[Work to complete]
Using the data below, work out how many lines contain "derive", and report only that number.
##### Data shown
use axum::{
    http::StatusCode,
    response::{IntoResponse, Response},
    Json,
};
use serde_json::json;
use thiserror::Error;

use crate::rag::RagError;

/// Application-level error type.
/// Implements `IntoResponse` so Axum handlers can return `Result<T, AppError>`.
#[derive(Debug, Error)]
pub enum AppError {
    #[error("Not found: {0}")]
    NotFound(String),

    #[error("Validation error: {0}")]
    Validation(String),

    #[error(transparent)]
    Rag(#[from] RagError),

    #[error("Internal server error: {0}")]
    Internal(#[from] anyhow::Error),
}

impl AppError {
    fn parts(&self) -> (StatusCode, &'static str, String) {
        match self {
            AppError::NotFound(msg) => (StatusCode::NOT_FOUND, "NOT_FOUND", msg.clone()),
            AppError::Validation(msg) => (StatusCode::BAD_REQUEST, "VALIDATION_ERROR", msg.clone()),
            AppError::Rag(e) => {
                let status = match e {
                    RagError::EmbeddingFailure(_) | RagError::AnswerGenerationFailure(_) => {
                        tracing::error!("Model error: {e}");
                        StatusCode::BAD_GATEWAY
                    }
                    RagError::Timeout { .. } => {
                        tracing::warn!("Model timeout: {e}");
                        StatusCode::GATEWAY_TIMEOUT
                    }
                    RagError::DimensionMismatch { .. } | RagError::NonFiniteVector { .. } => {
                        tracing::error!("Index invariant violated: {e}");
                        StatusCode::INTERNAL_SERVER_ERROR
                    }
                    RagError::NoDocumentLoaded(_) => StatusCode::CONFLICT,
                    RagError::Validation(_) => StatusCode::BAD_REQUEST,
                };
                (status, e.code(), e.to_string())
            }
            AppError::Internal(e) => {
                tracing::error!("Internal error: {e:?}");
                (
                    StatusCode::INTERNAL_SERVER_ERROR,
                    "INTERNAL_ERROR",
                    "An internal server error occurred".to_string(),
                )
            }
        }
    }
}

impl IntoResponse for AppError {
    fn into_response(self) -> Response {
        let (status, code, message) = self.parts();

        let body = Json(json!({
            "error": {
                "code": code,
                "message": message
            }
        }));

        (status, body).into_response()
    }
}
impl RagPipeline {
    pub fn new(
        sessions: SessionStore,
        chunker: Chunker,
        embedder: Arc<dyn Embedder>,
        generator: Arc<dyn Generator>,
        settings: RetrievalSettings,
    ) -> Self {
        Self {
            sessions,
            chunker,
            embedder,
            generator,
            settings,
        }
    }

    pub fn sessions(&self) -> &SessionStore {
        &self.sessions
    }

    pub fn embedder(&self) -> &dyn Embedder {
        self.embedder.as_ref()
    }

    pub fn generator(&self) -> &dyn Generator {
        self.generator.as_ref()
    }

    #[cfg(test)]
    pub fn settings(&self) -> RetrievalSettings {
        self.settings
    }

    /// Embeds `text` under the embedding budget.
    pub async fn embed(&self, text: &str) -> Result<Vec<f32>, RagError> {
        with_timeout(
            "embedding",
            self.settings.embed_timeout,
            self.embedder.embed(text),
        )
        .await?
        .map_err(|e| match e {
            LlmError::Timeout => timeout_error("embedding", self.settings.embed_timeout),
            other => RagError::EmbeddingFailure(other),
        })
    }

    /// Chunks and indexes `text` for `session_id`, returning the number of chunks added.
    ///
    /// A load clears the session's chat history; earlier documents stay indexed.
    pub async fn load_document(&self, session_id: &str, text: &str) -> Result<usize, RagError> {
        let chunks = self.chunker.split(text, session_id);

        let mut entries = Vec::with_capacity(chunks.len());
        for chunk in chunks {
            let vector = self.embed(&chunk.text).await?;
            entries.push((vector, chunk));
        }
        let count = entries.len();

        let handle = self.sessions.get_or_create(session_id).await;
        let mut session = handle.lock().await;
        session.index_mut().add(entries).inspect_err(|e| {
            if matches!(e, RagError::DimensionMismatch { .. }) {
                error!(session_id, "embedder returned inconsistent dimensions: {e}");
            }
        })?;
        session.clear_transcript();

        info!(
            session_id,
            chunks = count,
            indexed = session.index().len(),
            dimension = ?session.index().dimension(),
            "document loaded"
        );
        Ok(count)
    }

    /// Answers `question` from the session's indexed document and records the exchange.
    pub async fn ask(&self, session_id: &str, question: &str) -> Result<Answer, RagError> {
        if question.trim().is_empty() {
            return Err(RagError::Validation("question cannot be empty".to_string()));
        }

        let handle = self
            .sessions
            .get(session_id)
            .await
            .ok_or_else(|| RagError::NoDocumentLoaded(session_id.to_string()))?;

        // Held for the whole exchange: same-session questions are answered one at a time.
        let mut session = handle.lock().await;
        if session.index().is_empty() {
            return Err(RagError::NoDocumentLoaded(session_id.to_string()));
        }

        let query = self.embed(question).await.map_err(|e| match e {
            RagError::EmbeddingFailure(cause) => RagError::AnswerGenerationFailure(cause),
            other => other,
        })?;

        let hits = session
            .index()
            .search(&query, self.settings.top_k)
            .inspect_err(|e| error!(session_id, "search failed: {e}"))?;
        let context = build_context(&hits);
        let prompt = render(
            ANSWER_PROMPT_TEMPLATE,
            &[("question", question), ("context", &context)],
        );

        let text = with_timeout(
            "generation",
            self.settings.generation_timeout,
            self.generator.generate(&prompt),
        )
        .await?
        .map_err(|e| match e {
            LlmError::Timeout => timeout_error("generation", self.settings.generation_timeout),
            other => {
                warn!(session_id, "generation failed: {other}");
                RagError::AnswerGenerationFailure(other)
            }
        })?;

        // A delete that landed while the model was answering wins; nothing is recorded.
        if !self.sessions.is_current(session_id, &handle).await {
            warn!(session_id, "session deleted while answering");
            return Err(RagError::NoDocumentLoaded(session_id.to_string()));
        }

        session.record_exchange(question, &text);
        info!(
            session_id,
            retrieved = hits.len(),
            transcript_len = session.transcript().len(),
            "question answered"
        );

        Ok(Answer {
            text,
            sources: hits,
            transcript: session.transcript().to_vec(),
        })
    }

    pub async fn reset_session(&self, session_id: &str) {
        self.sessions.reset(session_id).await;
    }

    pub async fn delete_session(&self, session_id: &str) -> bool {
        self.sessions.delete(session_id).await
    }

    /// Empties the chat history but keeps the indexed document.
    pub async fn clear_chat(&self, session_id: &str) {
        if let Some(handle) = self.sessions.get(session_id).await {
            handle.lock().await.clear_transcript();
        }
    }

    /// Transcript of `session_id`; unknown sessions have an empty one.
    pub async fn messages(&self, session_id: &str) -> Vec<TranscriptEntry> {
        match self.sessions.get(session_id).await {
            Some(handle) => handle.lock().await.transcript().to_vec(),
            None => Vec::new(),
        }
    }
}
use std::str::FromStr;
use std::time::Duration;

use anyhow::{Context, Result};

use crate::rag::chunker::Chunker;
use crate::rag::vector_index::DistanceMetric;
use crate::rag::RetrievalSettings;

/// Application configuration loaded from environment variables.
/// Every setting has a default; malformed values fail start-up.
#[derive(Debug, Clone)]
pub struct Config {
    pub port: u16,
    pub rust_log: String,
    pub ollama_url: String,
    pub embedding_model: String,
    pub generation_model: String,
    pub generation_temperature: f32,
    pub generation_max_tokens: u32,
    pub chunk_size: usize,
    pub chunk_overlap: usize,
    pub top_k: usize,
    pub distance_metric: DistanceMetric,
    pub embed_timeout: Duration,
    pub generation_timeout: Duration,
    pub jobs_path: String,
}

impl Default for Config {
    fn default() -> Self {
        Config {
            port: 8080,
            rust_log: "info".to_string(),
            ollama_url: "http://localhost:11434".to_string(),
            embedding_model: "nomic-embed-text".to_string(),
            generation_model: "llama3".to_string(),
            generation_temperature: 0.8,
            generation_max_tokens: 1000,
            chunk_size: 1000,
            chunk_overlap: 200,
            top_k: 3,
            distance_metric: DistanceMetric::Euclidean,
            embed_timeout: Duration::from_secs(30),
            generation_timeout: Duration::from_secs(120),
            jobs_path: "data/available_jobs.json".to_string(),
        }
    }
}

impl Config {
    pub fn from_env() -> Result<Self> {
        dotenvy::dotenv().ok(); // load .env if present; ignore if missing

        let d = Config::default();
        Ok(Config {
            port: parse_env("PORT", d.port)?,
            rust_log: env_or("RUST_LOG", &d.rust_log),
            ollama_url: env_or("OLLAMA_URL", &d.ollama_url),
            embedding_model: env_or("EMBEDDING_MODEL", &d.embedding_model),
            generation_model: env_or("GENERATION_MODEL", &d.generation_model),
            generation_temperature: parse_env("GENERATION_TEMPERATURE", d.generation_temperature)?,
            generation_max_tokens: parse_env("GENERATION_MAX_TOKENS", d.generation_max_tokens)?,
            chunk_size: parse_env("CHUNK_SIZE", d.chunk_size)?,
            chunk_overlap: parse_env("CHUNK_OVERLAP", d.chunk_overlap)?,
            top_k: parse_env("TOP_K", d.top_k)?,
            distance_metric: parse_env("DISTANCE_METRIC", d.distance_metric)?,
            embed_timeout: Duration::from_secs(parse_env(
                "EMBED_TIMEOUT_SECS",
                d.embed_timeout.as_secs(),
            )?),
            generation_timeout: Duration::from_secs(parse_env(
                "GENERATION_TIMEOUT_SECS",
                d.generation_timeout.as_secs(),
            )?),
            jobs_path: env_or("JOBS_PATH", &d.jobs_path),
        })
    }

    /// Chunking parameters checked up front so a bad `.env` fails at start-up.
    pub fn chunker(&self) -> Result<Chunker> {
        Chunker::new(self.chunk_size, self.chunk_overlap)
            .context("Invalid CHUNK_SIZE / CHUNK_OVERLAP combination")
    }

    pub fn retrieval_settings(&self) -> Result<RetrievalSettings> {
        if self.top_k == 0 {
            anyhow::bail!("TOP_K must be at least 1");
        }
        Ok(RetrievalSettings {
            top_k: self.top_k,
            embed_timeout: self.embed_timeout,
            generation_timeout: self.generation_timeout,
        })
    }
}

fn env_or(key: &str, default: &str) -> String {
    std::env::var(key).unwrap_or_else(|_| default.to_string())
}

fn parse_env<T>(key: &str, default: T) -> Result<T>
where
    T: FromStr,
    T::Err: std::fmt::Display,
{
    match std::env::var(key) {
        Ok(raw) => raw
            .trim()
            .parse::<T>()
            .map_err(|e| anyhow::anyhow!("{e}"))
            .with_context(|| format!("Environment variable '{key}' has an invalid value '{raw}'")),
        Err(_) => Ok(default),
    }
}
##########
[Answer to this task]
2